(Task material begins)

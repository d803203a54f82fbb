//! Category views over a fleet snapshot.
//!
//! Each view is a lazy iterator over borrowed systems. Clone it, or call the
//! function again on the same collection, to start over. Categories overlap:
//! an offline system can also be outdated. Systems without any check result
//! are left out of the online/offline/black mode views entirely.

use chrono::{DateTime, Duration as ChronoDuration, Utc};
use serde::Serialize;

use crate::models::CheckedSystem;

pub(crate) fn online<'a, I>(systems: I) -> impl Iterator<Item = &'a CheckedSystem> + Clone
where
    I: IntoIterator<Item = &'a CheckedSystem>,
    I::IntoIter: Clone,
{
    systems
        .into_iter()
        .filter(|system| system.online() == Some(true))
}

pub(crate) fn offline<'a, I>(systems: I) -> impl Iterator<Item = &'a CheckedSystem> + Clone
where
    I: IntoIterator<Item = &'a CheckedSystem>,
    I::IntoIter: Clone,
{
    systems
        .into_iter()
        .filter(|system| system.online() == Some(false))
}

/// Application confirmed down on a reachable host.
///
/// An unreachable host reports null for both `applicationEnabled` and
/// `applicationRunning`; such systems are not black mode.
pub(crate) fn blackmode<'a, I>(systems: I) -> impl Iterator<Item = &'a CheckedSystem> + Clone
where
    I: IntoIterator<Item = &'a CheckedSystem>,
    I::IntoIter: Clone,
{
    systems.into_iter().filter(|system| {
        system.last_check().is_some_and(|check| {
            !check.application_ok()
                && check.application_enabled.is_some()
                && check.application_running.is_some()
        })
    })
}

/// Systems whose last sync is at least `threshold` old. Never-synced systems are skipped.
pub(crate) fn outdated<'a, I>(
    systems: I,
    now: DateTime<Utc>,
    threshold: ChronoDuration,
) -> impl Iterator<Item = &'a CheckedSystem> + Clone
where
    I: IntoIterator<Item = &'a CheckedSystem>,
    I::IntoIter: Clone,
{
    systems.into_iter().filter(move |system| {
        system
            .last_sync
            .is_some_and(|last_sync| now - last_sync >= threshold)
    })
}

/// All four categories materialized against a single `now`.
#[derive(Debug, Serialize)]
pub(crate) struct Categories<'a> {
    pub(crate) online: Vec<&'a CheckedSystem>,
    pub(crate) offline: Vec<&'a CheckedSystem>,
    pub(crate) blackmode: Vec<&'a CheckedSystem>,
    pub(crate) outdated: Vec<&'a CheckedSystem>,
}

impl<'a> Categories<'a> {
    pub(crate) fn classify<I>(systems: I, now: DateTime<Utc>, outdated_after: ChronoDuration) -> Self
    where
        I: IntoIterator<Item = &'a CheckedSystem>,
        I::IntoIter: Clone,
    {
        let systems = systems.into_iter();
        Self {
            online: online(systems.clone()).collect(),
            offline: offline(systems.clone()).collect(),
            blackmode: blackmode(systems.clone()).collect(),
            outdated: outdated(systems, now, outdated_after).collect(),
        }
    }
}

(Task material ends)
(Task material begins)

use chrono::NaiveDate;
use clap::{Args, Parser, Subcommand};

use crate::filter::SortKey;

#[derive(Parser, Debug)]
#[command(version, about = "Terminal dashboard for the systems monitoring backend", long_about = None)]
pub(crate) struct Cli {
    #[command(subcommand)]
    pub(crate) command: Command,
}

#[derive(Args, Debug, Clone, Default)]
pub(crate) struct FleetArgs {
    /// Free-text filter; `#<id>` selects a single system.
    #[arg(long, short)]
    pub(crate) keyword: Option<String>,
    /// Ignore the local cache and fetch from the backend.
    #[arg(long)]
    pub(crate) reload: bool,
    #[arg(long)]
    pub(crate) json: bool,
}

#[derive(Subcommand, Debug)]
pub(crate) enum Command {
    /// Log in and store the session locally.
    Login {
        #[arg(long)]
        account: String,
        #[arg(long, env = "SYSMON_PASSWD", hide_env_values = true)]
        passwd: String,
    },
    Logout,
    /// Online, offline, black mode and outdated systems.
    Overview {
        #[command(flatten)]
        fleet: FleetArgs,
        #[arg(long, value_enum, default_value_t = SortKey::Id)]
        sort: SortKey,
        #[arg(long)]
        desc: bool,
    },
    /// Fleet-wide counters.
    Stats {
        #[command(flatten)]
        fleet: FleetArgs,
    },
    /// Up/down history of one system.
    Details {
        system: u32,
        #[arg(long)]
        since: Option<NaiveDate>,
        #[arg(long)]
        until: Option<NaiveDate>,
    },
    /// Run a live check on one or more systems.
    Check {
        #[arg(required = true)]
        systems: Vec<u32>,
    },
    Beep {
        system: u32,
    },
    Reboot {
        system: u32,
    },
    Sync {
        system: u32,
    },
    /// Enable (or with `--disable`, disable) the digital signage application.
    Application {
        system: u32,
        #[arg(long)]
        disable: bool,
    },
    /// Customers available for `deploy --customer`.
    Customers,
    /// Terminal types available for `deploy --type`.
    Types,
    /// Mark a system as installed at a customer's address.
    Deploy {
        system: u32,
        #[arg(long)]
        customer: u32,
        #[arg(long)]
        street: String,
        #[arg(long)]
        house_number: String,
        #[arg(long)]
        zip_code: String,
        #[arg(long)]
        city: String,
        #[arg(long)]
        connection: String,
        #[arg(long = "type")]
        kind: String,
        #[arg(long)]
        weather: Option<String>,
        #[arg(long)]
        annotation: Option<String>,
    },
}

(Task material ends)
(Task material begins)

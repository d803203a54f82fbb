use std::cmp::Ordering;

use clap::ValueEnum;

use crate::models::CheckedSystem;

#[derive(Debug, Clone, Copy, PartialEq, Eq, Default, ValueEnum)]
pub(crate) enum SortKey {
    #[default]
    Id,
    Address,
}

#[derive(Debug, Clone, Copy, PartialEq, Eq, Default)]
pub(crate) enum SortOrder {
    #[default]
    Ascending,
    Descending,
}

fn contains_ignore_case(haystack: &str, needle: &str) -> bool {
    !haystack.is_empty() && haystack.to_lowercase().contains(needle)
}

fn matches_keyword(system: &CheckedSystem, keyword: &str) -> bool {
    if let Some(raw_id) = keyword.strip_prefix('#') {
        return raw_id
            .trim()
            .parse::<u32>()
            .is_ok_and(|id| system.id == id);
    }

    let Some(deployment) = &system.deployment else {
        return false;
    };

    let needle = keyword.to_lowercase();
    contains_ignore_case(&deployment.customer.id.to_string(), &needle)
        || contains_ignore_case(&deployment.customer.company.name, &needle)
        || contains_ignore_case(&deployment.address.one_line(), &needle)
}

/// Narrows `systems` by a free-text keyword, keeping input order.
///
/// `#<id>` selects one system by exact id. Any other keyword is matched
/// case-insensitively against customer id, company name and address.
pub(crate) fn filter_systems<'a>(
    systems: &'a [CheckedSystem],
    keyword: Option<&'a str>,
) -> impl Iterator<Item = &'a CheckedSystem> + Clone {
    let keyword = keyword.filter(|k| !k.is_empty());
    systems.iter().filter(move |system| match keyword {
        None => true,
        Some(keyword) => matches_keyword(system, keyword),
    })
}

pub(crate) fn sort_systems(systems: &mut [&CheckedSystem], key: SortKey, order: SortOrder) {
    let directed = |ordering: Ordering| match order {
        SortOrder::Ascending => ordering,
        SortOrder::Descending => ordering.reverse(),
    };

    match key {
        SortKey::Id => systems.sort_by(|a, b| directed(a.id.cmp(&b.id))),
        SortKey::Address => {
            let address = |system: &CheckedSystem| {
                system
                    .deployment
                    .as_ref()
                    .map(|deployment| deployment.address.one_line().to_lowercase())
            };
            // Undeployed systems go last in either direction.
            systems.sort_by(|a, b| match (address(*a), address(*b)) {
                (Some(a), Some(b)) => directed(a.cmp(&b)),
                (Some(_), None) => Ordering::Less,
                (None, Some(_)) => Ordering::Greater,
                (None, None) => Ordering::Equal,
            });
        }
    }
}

(Task material ends)

**Exercise directions**:
Copy out each line of the records where the word "Item" appears.

**Output of the task**:
pub(crate) fn online<'a, I>(systems: I) -> impl Iterator<Item = &'a CheckedSystem> + Clone
    I: IntoIterator<Item = &'a CheckedSystem>,
pub(crate) fn offline<'a, I>(systems: I) -> impl Iterator<Item = &'a CheckedSystem> + Clone
    I: IntoIterator<Item = &'a CheckedSystem>,
pub(crate) fn blackmode<'a, I>(systems: I) -> impl Iterator<Item = &'a CheckedSystem> + Clone
    I: IntoIterator<Item = &'a CheckedSystem>,
) -> impl Iterator<Item = &'a CheckedSystem> + Clone
    I: IntoIterator<Item = &'a CheckedSystem>,
        I: IntoIterator<Item = &'a CheckedSystem>,
) -> impl Iterator<Item = &'a CheckedSystem> + Clone {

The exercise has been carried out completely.